Figure 1 is a plan view showing an example of a magnetic disk cassette that can be used in the present invention, Figure 2 is an exploded perspective view of the same cassette, Figure 3 is a partially sectional side view of the same cassette, and Figure 4 is the present invention. Fig. 5 is a plan view showing the upper cover in the above embodiment, Fig. 6 is an exploded perspective view showing the cassette holder part in the above embodiment, and Fig. 7 is a side view showing the above embodiment. 8 is a side view showing different operating modes of the above embodiment according to FIG. 4, FIG. 9 is a plan view showing different operating modes of the above embodiment according to FIG. 7, and FIG. 11 is a plan view of the cam body, FIG. 12 is a developed view of the cam edge of the cam body, and FIG. Fig. 13 is a plan view showing the annular gear in the above embodiment, Fig. 14 is a sectional view taken along the line B-B in Fig. 10, and Fig. 15 is a plan view showing the annular gear used in the rotation conversion means portion in the above embodiment. 16 is a plan view of the magnetic head moving mechanism in the above embodiment, FIG. 17 is an exploded perspective view of the magnetic head support mechanism in the above embodiment, and FIG. 18 is an exploded perspective view of the control mechanism in the above embodiment. 17
19 is a plan view of the magnetic head support mechanism portion, FIG. 20 is an enlarged side view of a part of the cam body, and FIG. 21 is a sectional view of the same cam.
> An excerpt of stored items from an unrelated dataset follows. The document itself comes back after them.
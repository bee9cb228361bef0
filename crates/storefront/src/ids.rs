//! Typed Ids

use std::fmt::{Display, Formatter, Result as FmtResult};

use serde::{Deserialize, Serialize};
use uuid::Uuid;

macro_rules! backend_id {
    ($(#[$meta:meta])* $name:ident) => {
        $(#[$meta])*
        #[derive(Debug, Clone, Copy, PartialEq, Eq, PartialOrd, Ord, Hash, Serialize, Deserialize)]
        #[serde(transparent)]
        pub struct $name(i64);

        impl $name {
            /// Wraps a raw backend id.
            pub const fn from_raw(id: i64) -> Self {
                Self(id)
            }

            /// Returns the raw backend id.
            #[must_use]
            pub const fn into_raw(self) -> i64 {
                self.0
            }
        }

        impl From<i64> for $name {
            fn from(id: i64) -> Self {
                Self(id)
            }
        }

        impl Display for $name {
            fn fmt(&self, f: &mut Formatter<'_>) -> FmtResult {
                Display::fmt(&self.0, f)
            }
        }
    };
}

backend_id!(
    /// Product database id
    ProductId
);

backend_id!(
    /// Product variation database id
    VariationId
);

/// Client-generated token the backend uses to deduplicate a mutation.
///
/// Sent as the GraphQL `clientMutationId`. Retries of the same request reuse
/// the token; a new logical request always gets a new one.
#[derive(Debug, Clone, Copy, PartialEq, Eq, Hash, Serialize)]
#[serde(transparent)]
pub struct IdempotencyToken(Uuid);

impl IdempotencyToken {
    /// Generates a fresh token.
    #[must_use]
    pub fn new() -> Self {
        Self(Uuid::now_v7())
    }

    /// Returns the underlying UUID.
    #[must_use]
    pub const fn into_uuid(self) -> Uuid {
        self.0
    }
}

impl Default for IdempotencyToken {
    fn default() -> Self {
        Self::new()
    }
}

impl Display for IdempotencyToken {
    fn fmt(&self, f: &mut Formatter<'_>) -> FmtResult {
        Display::fmt(&self.0, f)
    }
}
//! Storefront
//!
//! Client-side cart and checkout state for a headless commerce backend: a
//! cart store kept in step with the remote session cart, the checkout state
//! machine, and product listing filters.

pub mod cart;
pub mod catalog;
pub mod checkout;
pub mod formatter;
pub mod gateway;
pub mod ids;
pub mod prices;
pub mod store;
pub mod sync;

#[cfg(test)]
mod test;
It is a longitudinal cross-sectional view of the body. 105... Spindle hub, 109... Cam body as a rotating body, 110... Cam groove having a cam surface, 112... Locking recess as a detection part, 136
... Reference detection section, 140, 141, 142 ... Switch contact piece constituting the detection means, 150 ... Upper carriage constituting the head carriage, 151
. . . Lower carriage constituting the head carriage, 154 . . . Head.

Claims (1)

[Claims for Utility Model Registration] A rotating body supported coaxially with a spindle hub, a cam surface provided on the rotating body whose diameter changes stepwise, and a disk that moves in the radial direction by the cam surface. a head carriage; a detection section having continuous unevenness formed around the rotating body in correspondence with the number of stages of the cam surface; a reference detection section formed in a shape different from the unevenness of the detection section at a position corresponding to the reference position; and a detection means for detecting the reference detection section and counting the number of detection sections to control the head feed amount. and an engaging member that engages with the uneven detection portion to rotationally position the rotating body.